Data entries
—————
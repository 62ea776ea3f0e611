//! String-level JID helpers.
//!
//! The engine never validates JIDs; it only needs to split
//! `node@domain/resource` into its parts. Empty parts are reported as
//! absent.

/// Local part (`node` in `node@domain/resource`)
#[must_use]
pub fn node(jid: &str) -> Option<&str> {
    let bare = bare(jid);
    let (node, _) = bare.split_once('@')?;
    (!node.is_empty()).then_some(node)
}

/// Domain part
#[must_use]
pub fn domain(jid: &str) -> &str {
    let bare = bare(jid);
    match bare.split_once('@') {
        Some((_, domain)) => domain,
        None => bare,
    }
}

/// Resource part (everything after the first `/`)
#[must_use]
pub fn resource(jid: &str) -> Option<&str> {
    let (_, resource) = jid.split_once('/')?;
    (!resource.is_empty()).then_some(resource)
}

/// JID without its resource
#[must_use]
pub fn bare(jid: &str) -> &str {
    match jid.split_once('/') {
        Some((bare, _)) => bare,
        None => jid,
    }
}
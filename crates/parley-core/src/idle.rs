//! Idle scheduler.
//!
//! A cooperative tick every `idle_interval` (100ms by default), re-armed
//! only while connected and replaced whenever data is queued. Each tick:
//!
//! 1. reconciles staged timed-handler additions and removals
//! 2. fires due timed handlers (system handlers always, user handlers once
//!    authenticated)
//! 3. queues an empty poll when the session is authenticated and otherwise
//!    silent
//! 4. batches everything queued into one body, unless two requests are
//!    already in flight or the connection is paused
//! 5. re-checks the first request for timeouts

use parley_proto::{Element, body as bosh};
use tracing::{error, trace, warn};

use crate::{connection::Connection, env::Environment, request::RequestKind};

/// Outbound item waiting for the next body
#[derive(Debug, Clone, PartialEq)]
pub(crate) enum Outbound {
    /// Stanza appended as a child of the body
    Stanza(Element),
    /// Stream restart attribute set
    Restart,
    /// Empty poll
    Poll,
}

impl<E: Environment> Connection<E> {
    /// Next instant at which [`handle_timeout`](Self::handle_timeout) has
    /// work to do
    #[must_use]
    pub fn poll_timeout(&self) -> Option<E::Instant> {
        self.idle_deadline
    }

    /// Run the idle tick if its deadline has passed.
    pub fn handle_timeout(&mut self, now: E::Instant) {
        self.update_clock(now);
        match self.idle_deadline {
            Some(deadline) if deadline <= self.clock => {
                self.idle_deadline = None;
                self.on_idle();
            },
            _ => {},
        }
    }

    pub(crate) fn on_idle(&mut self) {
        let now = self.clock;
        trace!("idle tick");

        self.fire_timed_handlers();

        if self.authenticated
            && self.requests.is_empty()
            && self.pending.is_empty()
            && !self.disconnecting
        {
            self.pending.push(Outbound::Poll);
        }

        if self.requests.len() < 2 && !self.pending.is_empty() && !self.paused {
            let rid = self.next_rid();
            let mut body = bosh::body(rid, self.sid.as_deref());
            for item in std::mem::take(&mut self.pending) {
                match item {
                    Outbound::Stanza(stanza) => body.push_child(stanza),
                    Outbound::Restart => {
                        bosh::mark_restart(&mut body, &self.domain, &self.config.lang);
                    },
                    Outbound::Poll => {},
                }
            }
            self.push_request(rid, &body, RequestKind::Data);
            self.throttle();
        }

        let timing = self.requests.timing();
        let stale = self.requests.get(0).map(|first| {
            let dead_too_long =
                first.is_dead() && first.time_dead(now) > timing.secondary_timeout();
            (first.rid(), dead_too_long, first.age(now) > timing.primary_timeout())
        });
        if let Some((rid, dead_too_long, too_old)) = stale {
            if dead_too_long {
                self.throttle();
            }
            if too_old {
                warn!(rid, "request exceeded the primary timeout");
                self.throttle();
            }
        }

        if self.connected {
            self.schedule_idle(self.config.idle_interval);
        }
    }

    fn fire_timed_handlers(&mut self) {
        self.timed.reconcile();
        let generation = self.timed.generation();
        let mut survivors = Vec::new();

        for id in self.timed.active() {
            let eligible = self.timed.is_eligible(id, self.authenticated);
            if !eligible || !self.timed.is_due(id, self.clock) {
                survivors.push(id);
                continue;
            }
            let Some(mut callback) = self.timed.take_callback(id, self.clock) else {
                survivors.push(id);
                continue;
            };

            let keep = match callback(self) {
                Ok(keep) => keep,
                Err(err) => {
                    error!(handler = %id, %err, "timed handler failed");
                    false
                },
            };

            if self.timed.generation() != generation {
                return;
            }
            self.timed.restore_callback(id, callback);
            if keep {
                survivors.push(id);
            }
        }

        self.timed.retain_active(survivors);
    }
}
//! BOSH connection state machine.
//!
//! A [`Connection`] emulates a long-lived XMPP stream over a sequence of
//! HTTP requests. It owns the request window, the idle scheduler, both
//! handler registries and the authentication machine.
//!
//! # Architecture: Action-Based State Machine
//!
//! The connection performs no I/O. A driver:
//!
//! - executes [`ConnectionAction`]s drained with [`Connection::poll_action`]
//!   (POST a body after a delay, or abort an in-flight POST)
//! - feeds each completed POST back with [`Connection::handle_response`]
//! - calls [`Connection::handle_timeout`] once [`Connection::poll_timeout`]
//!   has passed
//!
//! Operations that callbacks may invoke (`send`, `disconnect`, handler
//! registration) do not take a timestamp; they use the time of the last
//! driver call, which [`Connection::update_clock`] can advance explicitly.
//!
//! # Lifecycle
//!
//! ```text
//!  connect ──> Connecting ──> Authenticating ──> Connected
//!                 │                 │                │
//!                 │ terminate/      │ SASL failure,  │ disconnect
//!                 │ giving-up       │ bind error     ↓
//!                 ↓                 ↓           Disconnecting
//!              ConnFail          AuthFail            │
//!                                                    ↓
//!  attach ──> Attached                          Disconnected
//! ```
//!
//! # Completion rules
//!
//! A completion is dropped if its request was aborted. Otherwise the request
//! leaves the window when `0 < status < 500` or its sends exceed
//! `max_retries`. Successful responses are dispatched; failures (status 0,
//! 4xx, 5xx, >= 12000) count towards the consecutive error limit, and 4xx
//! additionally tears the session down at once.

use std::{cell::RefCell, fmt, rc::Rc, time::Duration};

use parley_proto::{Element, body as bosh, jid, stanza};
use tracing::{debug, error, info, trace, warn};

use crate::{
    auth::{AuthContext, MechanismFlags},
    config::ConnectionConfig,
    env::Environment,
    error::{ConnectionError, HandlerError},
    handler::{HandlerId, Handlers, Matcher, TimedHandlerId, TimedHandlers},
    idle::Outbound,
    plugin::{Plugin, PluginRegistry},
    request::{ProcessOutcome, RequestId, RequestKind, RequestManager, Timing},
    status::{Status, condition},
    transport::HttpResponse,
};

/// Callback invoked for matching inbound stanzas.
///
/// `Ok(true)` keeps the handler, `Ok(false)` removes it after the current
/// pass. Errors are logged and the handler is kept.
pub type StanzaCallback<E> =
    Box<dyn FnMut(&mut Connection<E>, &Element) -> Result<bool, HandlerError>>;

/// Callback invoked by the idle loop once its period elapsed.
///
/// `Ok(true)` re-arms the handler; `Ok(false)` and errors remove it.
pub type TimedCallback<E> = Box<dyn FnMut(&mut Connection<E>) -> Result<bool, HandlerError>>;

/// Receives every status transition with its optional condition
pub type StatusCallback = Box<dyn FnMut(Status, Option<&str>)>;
—————
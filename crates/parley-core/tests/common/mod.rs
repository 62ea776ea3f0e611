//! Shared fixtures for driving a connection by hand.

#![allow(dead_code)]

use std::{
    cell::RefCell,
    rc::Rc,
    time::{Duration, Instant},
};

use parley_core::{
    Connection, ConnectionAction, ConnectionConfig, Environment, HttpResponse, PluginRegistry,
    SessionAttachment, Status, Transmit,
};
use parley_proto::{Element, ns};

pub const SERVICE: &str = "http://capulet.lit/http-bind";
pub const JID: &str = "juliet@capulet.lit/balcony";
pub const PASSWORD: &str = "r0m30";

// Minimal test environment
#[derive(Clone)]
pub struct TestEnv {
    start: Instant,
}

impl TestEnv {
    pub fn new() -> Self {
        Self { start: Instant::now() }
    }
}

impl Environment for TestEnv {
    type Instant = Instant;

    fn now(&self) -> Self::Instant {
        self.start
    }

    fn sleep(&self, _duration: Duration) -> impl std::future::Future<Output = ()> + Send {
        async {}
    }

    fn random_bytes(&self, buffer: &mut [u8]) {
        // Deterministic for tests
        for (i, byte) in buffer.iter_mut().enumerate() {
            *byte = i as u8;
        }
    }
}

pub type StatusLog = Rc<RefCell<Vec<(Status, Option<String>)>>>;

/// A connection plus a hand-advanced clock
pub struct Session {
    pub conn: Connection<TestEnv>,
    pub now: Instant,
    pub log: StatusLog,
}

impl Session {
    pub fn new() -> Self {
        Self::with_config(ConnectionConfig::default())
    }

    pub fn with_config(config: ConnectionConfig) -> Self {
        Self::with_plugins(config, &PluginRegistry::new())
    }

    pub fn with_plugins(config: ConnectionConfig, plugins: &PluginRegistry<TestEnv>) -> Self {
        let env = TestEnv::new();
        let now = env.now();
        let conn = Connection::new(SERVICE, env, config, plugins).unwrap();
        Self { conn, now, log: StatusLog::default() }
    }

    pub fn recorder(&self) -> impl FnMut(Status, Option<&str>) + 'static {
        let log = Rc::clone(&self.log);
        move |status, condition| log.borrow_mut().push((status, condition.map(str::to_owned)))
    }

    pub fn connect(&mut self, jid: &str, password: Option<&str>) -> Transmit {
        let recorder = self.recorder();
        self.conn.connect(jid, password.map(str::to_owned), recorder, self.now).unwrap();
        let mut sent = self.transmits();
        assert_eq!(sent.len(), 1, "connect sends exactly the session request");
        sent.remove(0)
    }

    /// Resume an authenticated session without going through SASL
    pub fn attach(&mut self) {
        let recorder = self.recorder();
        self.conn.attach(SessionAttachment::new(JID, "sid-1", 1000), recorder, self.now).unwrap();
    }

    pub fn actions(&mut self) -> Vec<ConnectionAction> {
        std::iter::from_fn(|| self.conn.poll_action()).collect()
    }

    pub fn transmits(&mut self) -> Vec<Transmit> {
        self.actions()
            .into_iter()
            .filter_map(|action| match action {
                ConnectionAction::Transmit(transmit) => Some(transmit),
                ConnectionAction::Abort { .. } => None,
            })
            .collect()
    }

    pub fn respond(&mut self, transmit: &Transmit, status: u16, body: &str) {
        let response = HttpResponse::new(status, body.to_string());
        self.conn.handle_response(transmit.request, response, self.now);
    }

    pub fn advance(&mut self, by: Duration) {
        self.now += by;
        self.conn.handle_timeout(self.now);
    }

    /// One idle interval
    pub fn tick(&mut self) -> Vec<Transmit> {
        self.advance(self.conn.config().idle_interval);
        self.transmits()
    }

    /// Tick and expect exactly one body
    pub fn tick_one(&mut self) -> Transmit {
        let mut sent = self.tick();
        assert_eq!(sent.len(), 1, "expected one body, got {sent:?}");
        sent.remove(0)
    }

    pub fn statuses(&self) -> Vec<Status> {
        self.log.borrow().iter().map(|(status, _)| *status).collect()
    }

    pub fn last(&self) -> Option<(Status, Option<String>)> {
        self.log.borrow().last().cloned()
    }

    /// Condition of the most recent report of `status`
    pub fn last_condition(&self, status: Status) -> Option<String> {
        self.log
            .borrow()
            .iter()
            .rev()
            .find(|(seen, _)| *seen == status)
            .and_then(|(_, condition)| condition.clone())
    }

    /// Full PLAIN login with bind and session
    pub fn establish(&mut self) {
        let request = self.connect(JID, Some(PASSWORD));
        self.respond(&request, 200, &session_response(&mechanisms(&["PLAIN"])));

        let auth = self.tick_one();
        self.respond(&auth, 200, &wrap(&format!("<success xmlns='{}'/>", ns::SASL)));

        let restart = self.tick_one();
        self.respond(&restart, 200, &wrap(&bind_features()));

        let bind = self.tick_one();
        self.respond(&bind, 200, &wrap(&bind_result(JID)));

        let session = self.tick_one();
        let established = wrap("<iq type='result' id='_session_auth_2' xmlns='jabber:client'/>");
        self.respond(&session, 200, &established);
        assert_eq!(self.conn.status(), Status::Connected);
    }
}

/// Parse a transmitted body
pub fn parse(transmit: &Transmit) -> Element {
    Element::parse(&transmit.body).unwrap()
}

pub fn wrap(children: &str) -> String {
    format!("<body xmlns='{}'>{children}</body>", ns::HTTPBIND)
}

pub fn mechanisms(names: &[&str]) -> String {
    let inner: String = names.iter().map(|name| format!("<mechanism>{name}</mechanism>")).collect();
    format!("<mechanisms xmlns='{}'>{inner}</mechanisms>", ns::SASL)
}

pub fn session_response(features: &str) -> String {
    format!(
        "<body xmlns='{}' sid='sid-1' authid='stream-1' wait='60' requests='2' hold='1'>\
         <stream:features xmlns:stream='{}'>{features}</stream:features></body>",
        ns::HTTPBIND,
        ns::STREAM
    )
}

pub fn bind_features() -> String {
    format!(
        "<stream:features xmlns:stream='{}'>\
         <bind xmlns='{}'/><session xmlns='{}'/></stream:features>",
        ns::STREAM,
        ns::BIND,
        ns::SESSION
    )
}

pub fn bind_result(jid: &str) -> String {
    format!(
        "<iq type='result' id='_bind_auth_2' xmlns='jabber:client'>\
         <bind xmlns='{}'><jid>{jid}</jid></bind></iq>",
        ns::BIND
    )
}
—————
WORK INSTRUCTION
Find all lines holding the word "trace" in the records above and copy them.

RESULT FOR THIS TASK
use tracing::{error, trace, warn};
        trace!("idle tick");
use tracing::{debug, error, info, trace, warn};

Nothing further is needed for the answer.